=== Begin Enclosure ===

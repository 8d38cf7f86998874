//! Main entry point for the dcman device-configuration manager.
//!
//! Registers the built-in plugin table, binds devices from the optional
//! JSON inventory, and runs until interrupted. Any plugin registration
//! failure aborts startup.

use std::sync::Arc;

use clap::Parser;
use dcman_core::{Configuration, DeviceManager, registry_with_builtins, startup};
use dcman_plugin::DeviceMeta;
use tracing::{error, info};

#[derive(Parser, Debug)]
#[command(name = "dcman", about = "Device configuration manager")]
struct Cli {
    /// Configuration file path (defaults to conf/dcman.yml when present)
    #[arg(short = 'c', long = "config")]
    config: Option<String>,
    /// JSON device inventory, overrides the configured path
    #[arg(long = "inventory", env = "DCMAN_INVENTORY")]
    inventory: Option<String>,
    /// Validate the plugin table and inventory, then exit
    #[arg(long = "check")]
    check: bool,
}

#[tokio::main]
async fn main() -> anyhow::Result<()> {
    let args = Cli::parse();
    let configuration = Configuration::from_file(args.config.as_deref())?;
    let _logging_guard = startup::init_logging(&configuration.logging_config())?;

    // Built-in plugins must be registered before any device lookup
    let registry = registry_with_builtins().inspect_err(|e| {
        error!(error = %e, "plugin registration failed, aborting startup");
    })?;
    info!(plugins = ?registry.list(), "plugin table ready");

    let manager = DeviceManager::new(Arc::new(registry));

    let inventory_path = args.inventory.or_else(|| configuration.inventory_path());
    if let Some(path) = inventory_path {
        let raw = std::fs::read_to_string(&path)?;
        let inventory: Vec<DeviceMeta> = serde_json::from_str(&raw)?;
        info!(path = %path, devices = inventory.len(), "loading device inventory");
        for meta in inventory {
            let name = meta.name.clone();
            match manager.add_device(meta).await {
                Ok(()) => {
                    let facts = manager.facts(&name).await?;
                    info!(device = %name, model = %facts.model, os = %facts.os_version, "device ready");
                }
                Err(e) => error!(device = %name, error = %e, "device binding failed"),
            }
        }
    }

    if args.check {
        info!(devices = ?manager.devices(), "check passed");
        return Ok(());
    }

    info!("dcman running, press ctrl-c to stop");
    tokio::signal::ctrl_c().await?;

    for name in manager.devices() {
        if let Err(e) = manager.remove_device(&name).await {
            error!(device = %name, error = %e, "shutdown failed");
        }
    }
    info!("dcman stopped");
    Ok(())
}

=== End Enclosure ===

== What is expected ==
Please reproduce the entire listing, exactly as shown.

== Solved exercise ==
repository 8d38cf7f86998874
//! Main entry point for the dcman device-configuration manager.
//!
//! Registers the built-in plugin table, binds devices from the optional
//! JSON inventory, and runs until interrupted. Any plugin registration
//! failure aborts startup.

use std::sync::Arc;

use clap::Parser;
use dcman_core::{Configuration, DeviceManager, registry_with_builtins, startup};
use dcman_plugin::DeviceMeta;
use tracing::{error, info};

#[derive(Parser, Debug)]
#[command(name = "dcman", about = "Device configuration manager")]
struct Cli {
    /// Configuration file path (defaults to conf/dcman.yml when present)
    #[arg(short = 'c', long = "config")]
    config: Option<String>,
    /// JSON device inventory, overrides the configured path
    #[arg(long = "inventory", env = "DCMAN_INVENTORY")]
    inventory: Option<String>,
    /// Validate the plugin table and inventory, then exit
    #[arg(long = "check")]
    check: bool,
}

#[tokio::main]
async fn main() -> anyhow::Result<()> {
    let args = Cli::parse();
    let configuration = Configuration::from_file(args.config.as_deref())?;
    let _logging_guard = startup::init_logging(&configuration.logging_config())?;

    // Built-in plugins must be registered before any device lookup
    let registry = registry_with_builtins().inspect_err(|e| {
        error!(error = %e, "plugin registration failed, aborting startup");
    })?;
    info!(plugins = ?registry.list(), "plugin table ready");

    let manager = DeviceManager::new(Arc::new(registry));

    let inventory_path = args.inventory.or_else(|| configuration.inventory_path());
    if let Some(path) = inventory_path {
        let raw = std::fs::read_to_string(&path)?;
        let inventory: Vec<DeviceMeta> = serde_json::from_str(&raw)?;
        info!(path = %path, devices = inventory.len(), "loading device inventory");
        for meta in inventory {
            let name = meta.name.clone();
            match manager.add_device(meta).await {
                Ok(()) => {
                    let facts = manager.facts(&name).await?;
                    info!(device = %name, model = %facts.model, os = %facts.os_version, "device ready");
                }
                Err(e) => error!(device = %name, error = %e, "device binding failed"),
            }
        }
    }

    if args.check {
        info!(devices = ?manager.devices(), "check passed");
        return Ok(());
    }

    info!("dcman running, press ctrl-c to stop");
    tokio::signal::ctrl_c().await?;

    for name in manager.devices() {
        if let Err(e) = manager.remove_device(&name).await {
            error!(device = %name, error = %e, "shutdown failed");
        }
    }
    info!("dcman stopped");
    Ok(())
}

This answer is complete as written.